Vanessa Brown, Redmond's mother, declined comment to Yahoo! Sports Wednesday morning. Attempts to reach Herring and Mirando were unsuccessful. Herring has not cooperated with investigators from both the NCAA and Mississippi State.

Redmond was a four-star recruit according to and reportedly had offers from Georgia, Tennessee, Ohio State, Notre Dame and Vanderbilt, among others. He signed with Mississippi State last February and is currently a freshman on the team. He has not yet played in a college game. Redmond has been interviewed by the NCAA, according to De'Vinner, and there have been multiple media reports that the NCAA interviewed his coach at Memphis East, Marcus Wimberly.

[Dan Wetzel: Notre Dame protects football schedule in ACC move]

De'Vinner said another Memphis product, defensive back Sheldon Dawson of Ridgeway High School, also was interviewed recently by the NCAA about his recruitment by Mississippi State. Multiple media outlets have reported that as well. Dawson is a freshman at Georgia and has seen limited action this season. He did not return calls and messages Tuesday.

A source with knowledge of the investigation said the NCAA contacted nearly a dozen players who were recruited by Mississippi State.

De'Vinner said he believes Mirando was the only Mississippi State staff member who knew "Denton" Herring was committing recruiting violations.

"I don't think there were no other coaches in the know, but Denton was dealing with a lot of players over there," De'Vinner said. "Will was the one caught up, but he was dealing with a lot of players."

De'Vinner provided Yahoo! Sports with hotel bills and other documentation to back up his claims of violations. Under NCAA rules, benefits to a third party associated with a prospect are impermissible from any representative of a university. That includes boosters, and Herring – a season-ticket holder prior to being disassociated – fits the definition of a booster.

Because of the ongoing NCAA investigation into Memphis-area prospects – including Auburn signee Jovon Robinson, who was declared ineligible earlier this summer by the NCAA after it discovered the player's high school transcript had been changed – De'Vinner has become the focus of fan interest across the region. He said he came forward to Yahoo! Sports to make public what information he's provided to the NCAA in the hopes of clearing his name. He said he's been accused on fan message boards and in other outlets of being a "bag man" who was selling access to recruits who had played on his seven-on-seven team.

"Not one person out here has given me anything," De'Vinner said. "If me getting gear from schools when I work a camp is a violation, then everything's a violation. … Do I have a relationship with coaches at virtually every school? Yeah, I do.

"I'm the scapegoat for everything that's going on. … I'm telling the truth."

Asked for comment Tuesday night, Mississippi State athletic director Scott Stricklin referred to the statement he made last month, which said the school had "worked in cooperation" with the NCAA to investigate "a potential recruiting irregularity" and that the investigation is "nearing the end." Stricklin declined further comment.

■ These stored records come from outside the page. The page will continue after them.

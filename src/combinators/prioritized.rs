//! Priority-gated emission.
//!
//! A [`Prioritized`] node does not forward values as they arrive. It queues them on the
//! connected context's deferred queue, which is flushed once per update after all streams
//! were processed. Within one update the highest priority wins: emissions at a lower
//! priority are dropped, so a prioritized shortcut can swallow the plain press of its
//! trigger button.

use super::multicast::Multicast;
use crate::context::{Context, Scheduler};
use crate::error::{Error, Result};
use crate::observer::Observer;
use crate::observer_list::ObserverList;
use crate::source::InputSource;
use crate::subscription::Subscription;
use std::rc::Rc;

pub struct Prioritized<S, T> {
    source: S,
    priority: i32,
    multicast: Rc<Multicast<T>>,
}

impl<S: Clone, T> Clone for Prioritized<S, T> {
    fn clone(&self) -> Self {
        Self {
            source: self.source.clone(),
            priority: self.priority,
            multicast: Rc::clone(&self.multicast),
        }
    }
}

impl<S, T: 'static> Prioritized<S, T> {
    pub(crate) fn new(source: S, priority: i32) -> Self {
        Self {
            source,
            priority,
            multicast: Multicast::new("prioritized"),
        }
    }

    pub fn priority(&self) -> i32 {
        self.priority
    }
}

impl<S, T> InputSource<T> for Prioritized<S, T>
where
    S: InputSource<T>,
    T: Clone + 'static,
{
    fn subscribe(&self, context: &Context, observer: Rc<dyn Observer<T>>) -> Result<Subscription> {
        self.multicast.subscribe(context, observer, |output| {
            let gate = Rc::new(Gate {
                priority: self.priority,
                scheduler: Rc::clone(context.scheduler()),
                output,
            });
            self.source.subscribe(context, gate)
        })
    }
}

struct Gate<T> {
    priority: i32,
    scheduler: Rc<Scheduler>,
    output: ObserverList<T>,
}

impl<T: Clone + 'static> Observer<T> for Gate<T> {
    fn on_next(&self, value: &T) {
        let output = self.output.clone();
        let value = value.clone();
        self.scheduler
            .defer(self.priority, move || output.on_next(&value));
    }

    fn on_completed(&self) {
        self.output.on_completed();
    }

    fn on_error(&self, error: &Error) {
        self.output.on_error(error);
    }
}

#[cfg(test)]
mod tests {
    use crate::combinators::{shortcut, InputSourceExt};
    use crate::config::ContextConfig;
    use crate::context::Context;
    use crate::devices::gamepad;
    use crate::observer::ListObserver;
    use crate::source::InputSource;
    use std::rc::Rc;

    #[test]
    fn higher_priority_suppresses_lower_within_an_update() {
        let context = Context::with_config(ContextConfig::default()).unwrap();
        let shoulder = gamepad::LEFT_SHOULDER.create_stream(&context, false).unwrap();
        let south = gamepad::BUTTON_SOUTH.create_stream(&context, false).unwrap();

        let combo = Rc::new(ListObserver::new());
        let _combo = shortcut([gamepad::LEFT_SHOULDER, gamepad::BUTTON_SOUTH])
            .prioritized(1)
            .subscribe(&context, combo.clone())
            .unwrap();
        let plain = Rc::new(ListObserver::new());
        let _plain = gamepad::BUTTON_SOUTH
            .pressed()
            .prioritized(0)
            .subscribe(&context, plain.clone())
            .unwrap();

        shoulder.offer(true);
        context.update();
        south.offer(true);
        context.update();
        assert_eq!(combo.values(), vec![true]);
        assert!(plain.is_empty());

        // Without the modifier the plain press goes through.
        shoulder.offer(false);
        south.offer(false);
        context.update();
        south.offer(true);
        context.update();
        assert_eq!(plain.len(), 1);
    }

    #[test]
    fn emissions_are_delivered_during_update() {
        let context = Context::with_config(ContextConfig::default()).unwrap();
        let south = gamepad::BUTTON_SOUTH.create_stream(&context, false).unwrap();
        let observer = Rc::new(ListObserver::new());
        let _sub = gamepad::BUTTON_SOUTH
            .prioritized(0)
            .subscribe(&context, observer.clone())
            .unwrap();

        south.offer(true);
        south.offer(false);
        context.update();
        assert_eq!(observer.values(), vec![true, false]);
        assert!(context.scheduler().deferred().is_empty());
    }
}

NCAA spokesperson Stacey Osburn declined comment, citing the association's policy of not commenting on current, pending or potential investigations.

De'Vinner said he first met Herring before the South Carolina-Mississippi State football game on Oct. 15, 2011. De'Vinner drove Redmond, who had committed to the Bulldogs in August, to Starkville for the game. De'Vinner said that when they arrived at Davis Wade Stadium, Redmond received a phone call directing them to Herring's tailgate.

"We walk out there, we get to [Herring], they shake hands and Will introduces me to him," De'Vinner said. "We have something to eat at the tailgate, and he tells Will to come back to the tailgate after the game, he has some gas money for him. After the game was over, we go back out there and he gives Will the traditional handshake. Will didn't know what the heck was going on. He tells Will, ‘Shake my hand.' He put the money inside Will's hand. It was probably $150, $200. I'm just guessing how much it was. We get in the car and I told Will, ‘You take this [expletive] to your grave.' The guy was introducing us to other boosters and stuff, saying they were glad to have him at Mississippi State."

De'Vinner said that several weeks later, Redmond told him he had received a jacket from Herring.

In mid-January, Redmond made his official visit to Mississippi State as part of a major recruiting weekend at the school. De'Vinner said Herring encouraged De'Vinner to accompany Redmond to Starkville. De'Vinner said there were multiple NCAA violations committed during that visit.

"Denton said he could hook me up to stay at the Old Waverly Resort," De'Vinner said of the elite golf club with traditional southern lodging in nearby West Point, Miss. De'Vinner stayed in room 13, part of a cottage on the grounds of the club. Such a room currently costs $150 per night according to the Old Waverly website, expensive for rural Mississippi.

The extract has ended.